Alterations for a Boiled Wool Jacket
The techniques I used to alter an unlined boiled wool jacket can be applied to just about any garment with a set-in sleeve. The original jacket was too large for the client, as shown in the top left photo. It required more than just taking in the side seams to balance the jacket’s look. The shoulders were too wide, as was the entire upper torso. My solution was to remove fabric from the center-back seam and to reset the sleeves. I’ve done alterations like this many times and know the sleeves will easily fit back into the original armholes.
Note the look of the sleeves before alterations, and how the jacket center-back seam was pinned to get rid of the unwanted fabric there.
By removing some of the center-back fabric, I could move the sleeve caps closer to the desired location. Additional fabric needed to be taken away by resetting the sleeves. More excess was removed at the side seams, too.
Here’s the process I used and which you may want to follow, as well, for a similar project.

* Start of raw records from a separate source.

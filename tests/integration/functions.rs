use super::output_of;

#[test]
fn def_fn_shadows_and_restores_parameters() {
    let output = output_of(
        "10 X = 10\n\
         20 DEF FN D(X) = X * 2\n\
         30 PRINT FN D(5); X",
    );
    assert_eq!(output, " 10  10 \n");
}

#[test]
fn fn_results_coerce_to_the_declared_type() {
    let output = output_of("10 DEF FN H%(X) = X / 2\n20 PRINT FN H%(5)");
    assert_eq!(output, " 2 \n");
}

#[test]
fn string_valued_functions() {
    let output = output_of("10 DEF FN S$(A$) = A$ + \"!\"\n20 PRINT FNS$(\"hi\")");
    assert_eq!(output, "hi!\n");
}

#[test]
fn later_definitions_replace_earlier_ones() {
    let output = output_of(
        "10 DEF FN T(X) = X + 1\n\
         20 DEF FN T(X) = X + 2\n\
         30 PRINT FN T(1)",
    );
    assert_eq!(output, " 3 \n");
}

#[test]
fn int_floors_and_fix_truncates() {
    let output = output_of("10 PRINT INT(-2.5); FIX(-2.5); INT(2.5); FIX(2.5)");
    assert_eq!(output, "-3 -2  2  2 \n");
}

#[test]
fn cint_rounds_half_to_even() {
    let output = output_of("10 PRINT CINT(2.5); CINT(3.5); CINT(-2.5)");
    assert_eq!(output, " 2  4 -2 \n");
}

#[test]
fn sgn_and_abs() {
    let output = output_of("10 PRINT SGN(-9); SGN(0); SGN(4); ABS(-2.5)");
    assert_eq!(output, "-1  0  1  2.5 \n");
}

#[test]
fn rnd_draws_repeat_and_reseed_deterministically() {
    let output = output_of(
        "10 RANDOMIZE 42\n\
         20 A = RND\n\
         30 IF RND(0) <> A THEN PRINT \"bad\" : END\n\
         40 RANDOMIZE 42\n\
         50 IF RND <> A THEN PRINT \"bad\" : END\n\
         60 IF A < 0 OR A >= 1 THEN PRINT \"bad\" : END\n\
         70 PRINT \"ok\"",
    );
    assert_eq!(output, "ok\n");
}

#[test]
fn rnd_negative_argument_reseeds() {
    let output = output_of(
        "10 A = RND(-7) : B = RND(-7)\n\
         20 IF A <> B THEN PRINT \"bad\" ELSE PRINT \"ok\"",
    );
    assert_eq!(output, "ok\n");
}

#[test]
fn transcendental_functions_compose() {
    let output = output_of(
        "10 F = 0\n\
         20 IF ABS(LOG(EXP(1)) - 1) > .0001 THEN F = 1\n\
         30 IF ABS(SIN(0)) > .0001 THEN F = 1\n\
         40 IF ABS(COS(0) - 1) > .0001 THEN F = 1\n\
         50 IF ABS(ATN(1) * 4 - 3.14159) > .001 THEN F = 1\n\
         60 IF SQR(9) <> 3 THEN F = 1\n\
         70 PRINT F",
    );
    assert_eq!(output, " 0 \n");
}

#[test]
fn err_and_erl_default_to_zero() {
    assert_eq!(output_of("10 PRINT ERR; ERL"), " 0  0 \n");
}

#[test]
fn fre_reports_a_constant() {
    assert_eq!(output_of("10 PRINT FRE(0)"), " 65535 \n");
}

#[test]
fn error_message_lookup() {
    assert_eq!(output_of("10 PRINT ERROR$(11)"), "Division by zero\n");
    assert_eq!(output_of("10 PRINT ERROR$(2)"), "Syntax error\n");
}

#[test]
fn inert_hardware_stubs_return_zero() {
    assert_eq!(output_of("10 PRINT PEEK(0); INP(0); LPOS(0)"), " 0  0  0 \n");
    assert_eq!(output_of("10 POKE 100, 1 : OUT 5, 2 : PRINT \"ok\""), "ok\n");
}

#[test]
fn clock_functions_have_the_documented_shapes() {
    let output = output_of(
        "10 F = 0\n\
         20 IF LEN(TIME$) <> 8 THEN F = 1\n\
         30 IF LEN(DATE$) <> 10 THEN F = 1\n\
         40 IF MID$(DATE$, 3, 1) <> \"-\" THEN F = 1\n\
         50 IF TIMER < 0 OR TIMER >= 86400 THEN F = 1\n\
         60 PRINT F",
    );
    assert_eq!(output, " 0 \n");
}

#[test]
fn inkey_drains_pending_keys() {
    let run = super::run_program("10 A$ = INKEY$\n20 PRINT LEN(A$)");
    assert_eq!(run.output, " 0 \n");

    let program = mbparse::parse("10 PRINT INKEY$; INKEY$").unwrap();
    let console = mbasic::io::MemoryConsole::new();
    console.push_key(b'Z');
    let mut interpreter = mbasic::interpreter::Interpreter::new(
        program,
        Box::new(console.clone()),
        Box::new(mbasic::io::MemoryFileSystem::new()),
    );
    interpreter.run();
    assert_eq!(console.output(), "Z\n");
}

#[test]
fn logical_operators_work_on_the_sixteen_bit_projection() {
    let output = output_of(
        "10 PRINT (3 AND 5); (3 OR 5); (3 XOR 5); NOT 0; (1 EQV 1); (0 IMP 1)",
    );
    assert_eq!(output, " 1  7  6 -1 -1 -1 \n");
}

#[test]
fn comparisons_yield_minus_one_and_zero() {
    assert_eq!(output_of("10 PRINT (1 = 1); (1 > 2)"), "-1  0 \n");
}

#[test]
fn integer_division_and_modulo() {
    assert_eq!(output_of("10 PRINT 7 \\ 2; 7 MOD 2; -7 \\ 2"), " 3  1 -3 \n");
}

#[test]
fn power_handles_the_classic_precedence_case() {
    assert_eq!(output_of("10 PRINT -2^2; (-2)^2; 2^3^2"), "-4  4  512 \n");
}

Mark with pins and basting
1. First, determine where the sleeve caps should sit and pin-mark the new location.
2. Lay the jacket flat on a worksurface and pin the jacket together around the sleeve armscye to keep it as smooth as possible. Using a contrast color thread, hand-baste the new sleeve-cap location; the pins serve as your basting guide for the new armhole seamline. Do this on the jacket front and back, and for both sleeves.
3. Align the jacket’s original armhole seams to the new, basted armhole seamlines and pin the sleeve caps in place.
4. Once the sleeves caps are pinned, do any additional hand basting with contrast thread as needed, to refine the new…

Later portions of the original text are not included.